Feature: Italy's lack of tourism is especially evident in August, usually top vacation month

Source: Xinhua| 2020-08-15 18:24:47|Editor: huaxia

ROME, Aug. 15 (Xinhua) -- Another mostly tourist-free month -- now, in August, the highest of the high tourist season in Italy -- is bringing the economies of the country's most popular tourist cities "to their knees," according to sector analysts.

August is the most popular vacation month in Europe, a time when Italians usually head to the country's beaches and mountains and tourists from across Europe and farther afield head to Italy. But not this year.

The coronavirus pandemic started having a negative impact on Italy's massive tourism industry even before the country instituted its national lockdown in early March. Hotel owners and tour operators reported a wave of cancellations starting in late February when reports showed the country's first coronavirus infections in northern Italy.

Italy started to ease the lockdown measures in early May and by early June it opened its borders to foreign tourists from a few countries, gradually adding new countries to the list as the weeks went by.

But by Italian standards, few tourists arrived. Some hotels and restaurants opened and then closed again due to a lack of business. Most tour operators remain shuttered.

The silence from the lack of tourists has never been more noticeable than it has been in August.

"A year ago, we hired three new guides just for August and we still had to turn some people away," Pietro Barsotti, manager and co-founder of Eternal City Tours in Rome, told Xinhua. "This year we've gone from 15 guides speaking the main European languages and even Chinese, Japanese, and Russian, to just two now, me and one other person. Since we reopened five weeks ago there are three or four days a week when we don't have anything to do."

Barsotti said the pain from a lack of tourists in August is especially frustrating since the month usually represented the peak month before things began to scale down.
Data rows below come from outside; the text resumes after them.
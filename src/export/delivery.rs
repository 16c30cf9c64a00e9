use std::sync::{Arc, Mutex};

use crate::config::DeliveryConfig;
use crate::export::encode::EncodedImage;
use crate::export::targets::{CommandShare, Download, SystemClipboard};
use crate::foundation::error::{PackshotError, PackshotResult};

/// Which slot of the chain a target fills.
#[derive(Clone, Copy, Debug, PartialEq, Eq, Hash)]
pub enum DeliveryKind {
    /// Native share sheet or an external share program.
    Share,
    /// System clipboard.
    Clipboard,
    /// File written to disk.
    Download,
}

impl std::fmt::Display for DeliveryKind {
    fn fmt(&self, f: &mut std::fmt::Formatter<'_>) -> std::fmt::Result {
        f.write_str(match self {
            Self::Share => "share",
            Self::Clipboard => "clipboard",
            Self::Download => "download",
        })
    }
}

/// A place an exported image can be handed to.
///
/// `supports` and `deliver` run on a blocking worker thread and may do synchronous IO.
pub trait DeliveryTarget: Send + Sync {
    /// Slot this target fills.
    fn kind(&self) -> DeliveryKind;
    /// Whether the target can take images of type `mime` right now.
    fn supports(&self, mime: &str) -> bool;
    /// Hand over `image`, returning a short description of where it went.
    fn deliver(&self, image: &EncodedImage) -> PackshotResult<String>;
}

/// How one attempt went.
#[derive(Clone, Debug, PartialEq, Eq)]
pub enum AttemptResult {
    /// The target declined the MIME type or is not configured.
    Unsupported,
    /// The target tried and failed.
    Failed(String),
    /// The target accepted the image.
    Delivered(String),
}

/// One step of the chain.
#[derive(Clone, Debug, PartialEq, Eq)]
pub struct DeliveryAttempt {
    /// Target tried.
    pub kind: DeliveryKind,
    /// What happened.
    pub result: AttemptResult,
}

/// Final state of a delivery.
#[derive(Clone, Copy, Debug, PartialEq, Eq)]
pub enum DeliveryOutcome {
    /// Delivered by the given target.
    Delivered(DeliveryKind),
    /// Every target was unsupported or failed.
    Undelivered,
}

/// Everything the chain did for one image.
#[derive(Clone, Debug, PartialEq, Eq)]
pub struct DeliveryReport {
    /// Attempts in the order they were made.
    pub attempts: Vec<DeliveryAttempt>,
    /// Messages meant for the user.
    pub notices: Vec<String>,
    /// Final state.
    pub outcome: DeliveryOutcome,
}

impl DeliveryReport {
    /// Whether some target took the image.
    pub fn is_delivered(&self) -> bool {
        matches!(self.outcome, DeliveryOutcome::Delivered(_))
    }
}

/// Ordered fallback chain: the first target that accepts the image wins.
#[derive(Clone, Default)]
pub struct DeliveryChain {
    targets: Vec<Arc<dyn DeliveryTarget>>,
}

impl std::fmt::Debug for DeliveryChain {
    fn fmt(&self, f: &mut std::fmt::Formatter<'_>) -> std::fmt::Result {
        f.debug_list()
            .entries(self.targets.iter().map(|t| t.kind()))
            .finish()
    }
}

impl DeliveryChain {
    /// Empty chain; every delivery is `Undelivered`.
    pub fn new() -> Self {
        Self::default()
    }

    /// Append a target, tried after those already present.
    pub fn with_target(mut self, target: impl DeliveryTarget + 'static) -> Self {
        self.targets.push(Arc::new(target));
        self
    }

    /// Share, clipboard, download, as enabled in `config`.
    pub fn from_config(config: &DeliveryConfig) -> Self {
        let mut chain = Self::new();
        if config.share {
            chain = chain.with_target(CommandShare::from_command_line(
                config.share_command.as_deref(),
            ));
        }
        if config.clipboard {
            chain = chain.with_target(SystemClipboard);
        }
        if config.download {
            chain = chain.with_target(Download::new(config.resolved_download_dir()));
        }
        chain
    }

    /// Kinds in the order they are tried.
    pub fn kinds(&self) -> Vec<DeliveryKind> {
        self.targets.iter().map(|t| t.kind()).collect()
    }

    /// Try each target in order until one delivers.
    pub async fn deliver(&self, image: &EncodedImage) -> DeliveryReport {
        let mut attempts = Vec::with_capacity(self.targets.len());
        let mut notices = Vec::new();

        for target in &self.targets {
            let kind = target.kind();
            let (t, img) = (target.clone(), image.clone());
            let result = tokio::task::spawn_blocking(move || {
                t.supports(img.mime()).then(|| t.deliver(&img))
            })
            .await
            .unwrap_or_else(|e| Some(Err(PackshotError::delivery(format!("task failed: {e}")))));
            let Some(result) = result else {
                tracing::debug!(%kind, mime = image.mime(), "delivery target unsupported");
                attempts.push(DeliveryAttempt {
                    kind,
                    result: AttemptResult::Unsupported,
                });
                continue;
            };

            match result {
                Ok(detail) => {
                    tracing::debug!(%kind, %detail, "image delivered");
                    attempts.push(DeliveryAttempt {
                        kind,
                        result: AttemptResult::Delivered(detail),
                    });
                    return DeliveryReport {
                        attempts,
                        notices,
                        outcome: DeliveryOutcome::Delivered(kind),
                    };
                }
                Err(e) => {
                    tracing::warn!(%kind, error = %e, "delivery attempt failed");
                    if kind == DeliveryKind::Clipboard {
                        notices.push(format!("Could not copy the image to the clipboard: {e}"));
                    }
                    attempts.push(DeliveryAttempt {
                        kind,
                        result: AttemptResult::Failed(e.to_string()),
                    });
                }
            }
        }

        tracing::warn!(attempts = attempts.len(), "image could not be delivered");
        DeliveryReport {
            attempts,
            notices,
            outcome: DeliveryOutcome::Undelivered,
        }
    }
}

/// Collects deliveries in memory.
///
/// Can be made to fail or to decline, to exercise chain fallbacks.
#[derive(Debug)]
pub struct InMemoryTarget {
    kind: DeliveryKind,
    mode: InMemoryMode,
    received: Arc<Mutex<Vec<EncodedImage>>>,
}

#[derive(Clone, Debug)]
enum InMemoryMode {
    Accept,
    Decline,
    Fail(String),
}

impl InMemoryTarget {
    /// Target accepting every image.
    pub fn accepting(kind: DeliveryKind) -> Self {
        Self {
            kind,
            mode: InMemoryMode::Accept,
            received: Arc::default(),
        }
    }

    /// Target reporting no support.
    pub fn declining(kind: DeliveryKind) -> Self {
        Self {
            mode: InMemoryMode::Decline,
            ..Self::accepting(kind)
        }
    }

    /// Target failing with `reason`.
    pub fn failing(kind: DeliveryKind, reason: impl Into<String>) -> Self {
        Self {
            mode: InMemoryMode::Fail(reason.into()),
            ..Self::accepting(kind)
        }
    }

    /// Shared handle to received images; stays valid after the target moves into a chain.
    pub fn received(&self) -> Arc<Mutex<Vec<EncodedImage>>> {
        self.received.clone()
    }
}

impl DeliveryTarget for InMemoryTarget {
    fn kind(&self) -> DeliveryKind {
        self.kind
    }

    fn supports(&self, _mime: &str) -> bool {
        !matches!(self.mode, InMemoryMode::Decline)
    }

    fn deliver(&self, image: &EncodedImage) -> PackshotResult<String> {
        if let InMemoryMode::Fail(reason) = &self.mode {
            return Err(PackshotError::delivery(reason.clone()));
        }
        let mut received = self
            .received
            .lock()
            .map_err(|_| PackshotError::delivery("in-memory target poisoned"))?;
        received.push(image.clone());
        Ok(format!("kept {} in memory", image.file_name()))
    }
}

#[cfg(test)]
#[path = "../../tests/unit/export/delivery.rs"]
mod tests;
"The general concept is that companies operating in the tourism sector do more than half their business in the four months between mid-May and mid-September," he said. "August is our last chance to make something out of this year, but it isn't happening."

All told, the pandemic will have cost the country's five largest tourist cities -- Rome, Venice, Florence, Turin, and Milan -- as many as 34 million tourist arrivals this year, according to data from Confesercenti, an industry group.

"The absence of foreign tourists is bringing the economies of these cities to their knees," Confesercenti said in a recent research report.

Angelo Sferra, manager of MFS marketing, which helps promote hotels and other tourist destinations, said the country's economic and tourism problems create a vicious circle.

"A hotel or restaurant, for example, won't open if it doesn't think it will have customers and it won't get any customers until it's already open," Sferra said in an interview.

The few tourists who are seen on the streets of the major tourist cities are often drawn by the unusual nature of this tourist season, according to interviews with Xinhua.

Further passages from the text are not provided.